According to the present invention, by providing the IDT end dummy electrode, unnecessary waves generated from the IDT end of the hot side electrode can be reduced. Further, by providing the propagation wave phase correction dummy electrode, the phase difference of the propagation wave due to the provision of the IDT end dummy electrode can be corrected. Therefore, according to the present invention, the number of IDTs of the weighted electrodes can be increased, and the design margin of the SAW element can be increased.

[Brief description of the drawings]

FIG. 1 is a plan view illustrating a configuration of a surface acoustic wave filter according to the present invention.

FIG. 2 is a partially enlarged view of the surface acoustic wave filter shown in FIG.

FIG. 3 is a filter characteristic diagram of the surface acoustic wave filter according to the present invention.

FIG. 4 is a plan view illustrating a configuration of a surface acoustic wave filter according to a second embodiment of the present invention.

5 is a partially enlarged view of the surface acoustic wave filter shown in FIG.

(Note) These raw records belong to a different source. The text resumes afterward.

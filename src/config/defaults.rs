//! Default configuration constants.

/// Attempts (initial run included) before a rate-limited prompt is given up.
pub(super) const DEFAULT_RETRY_MAX_ATTEMPTS: u32 = 3;
/// First retry delay; doubled per attempt under the exponential policy.
pub(super) const DEFAULT_RETRY_INITIAL_DELAY_MS: u64 = 2_000;
/// Cap on any single retry delay.
pub(super) const DEFAULT_RETRY_MAX_DELAY_MS: u64 = 30_000;
/// Context size (tokens) that triggers automatic compaction.
pub(super) const DEFAULT_COMPACT_THRESHOLD_TOKENS: u64 = 150_000;
/// Config file name searched in the working directory and config root.
pub(super) const CONFIG_FILE_NAME: &str = "pilot.toml";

FIG. 6 is a plan view illustrating the configuration of a third embodiment of the surface acoustic wave filter according to the present invention.

FIG. 7 is a plan view illustrating a configuration of a surface acoustic wave filter provided with a dummy electrode according to the present invention.

FIG. 8 is a plan view illustrating a configuration of a conventional surface acoustic wave filter.

FIG. 9 is a filter characteristic diagram of a conventional surface acoustic wave filter.

[Explanation of symbols]

 DESCRIPTION OF SYMBOLS 1 Piezoelectric substrate 2 Regular type electrode 3 Weighted type electrode 4 Ground electrode 7 IDT end dummy electrode 8 Dummy electrode for propagation wave phase correction

Continued on the front page (72) Inventor Takashi Shiba 292 Yoshida-cho, Totsuka-ku, Yokohama-shi, Kanagawa Prefecture Inside the Multimedia Systems Development Division of Hitachi, Ltd. (72) Inventor Akinori Yuhara 292 Yoshida-cho, Totsuka-ku, Yokohama-shi, Kanagawa Prefecture Hitachi, Ltd. Multimedia System Development Division

Claims (5)

[Claims] An input IDT (hereinafter referred to as an input IDT) for converting an electric signal to a surface acoustic wave signal on a piezoelectric substrate and an output IDT for converting a surface acoustic wave from the input IDT into an electric signal again. Electrode (hereinafter referred to as output IDT)
Wherein at least one of the input / output IDTs is composed of a weighted electrode, and at least the outermost end IDT of the weighted electrode facing the regular electrode has a length equal to the IDT. A dummy electrode having a half (L / 2) of the electrode finger length (L) and a width of λ / 2 of the surface acoustic wave filter application wavelength (λ) from the outermost IDT end is provided. Surface acoustic wave device. 2. A dummy electrode for correcting the phase of a propagated wave is provided in the outermost end IDT of a normal type electrode adjacent to a weighted type electrode or in a surface acoustic wave propagation region between both electrodes. 2. The surface acoustic wave device according to claim 1, wherein the surface acoustic wave element is provided outside the region where the surface acoustic wave is provided to correct the phase of the surface acoustic wave between the input and output electrodes. 3. The surface acoustic wave device according to claim 1, wherein the IDT end λ / 2 width electrode is formed at both ends of the weighted electrode. 4. A surface acoustic wave absorbing material is formed on at least two or three pairs of outermost IDTs located on the regular electrode side and the farthest end side of the weighted electrode. 3. The surface acoustic wave device according to 2. 5. The surface acoustic wave device according to claim 1, wherein the dummy electrode is provided at the outermost end IDT of the weighted electrode whose polarity is on the Hot side.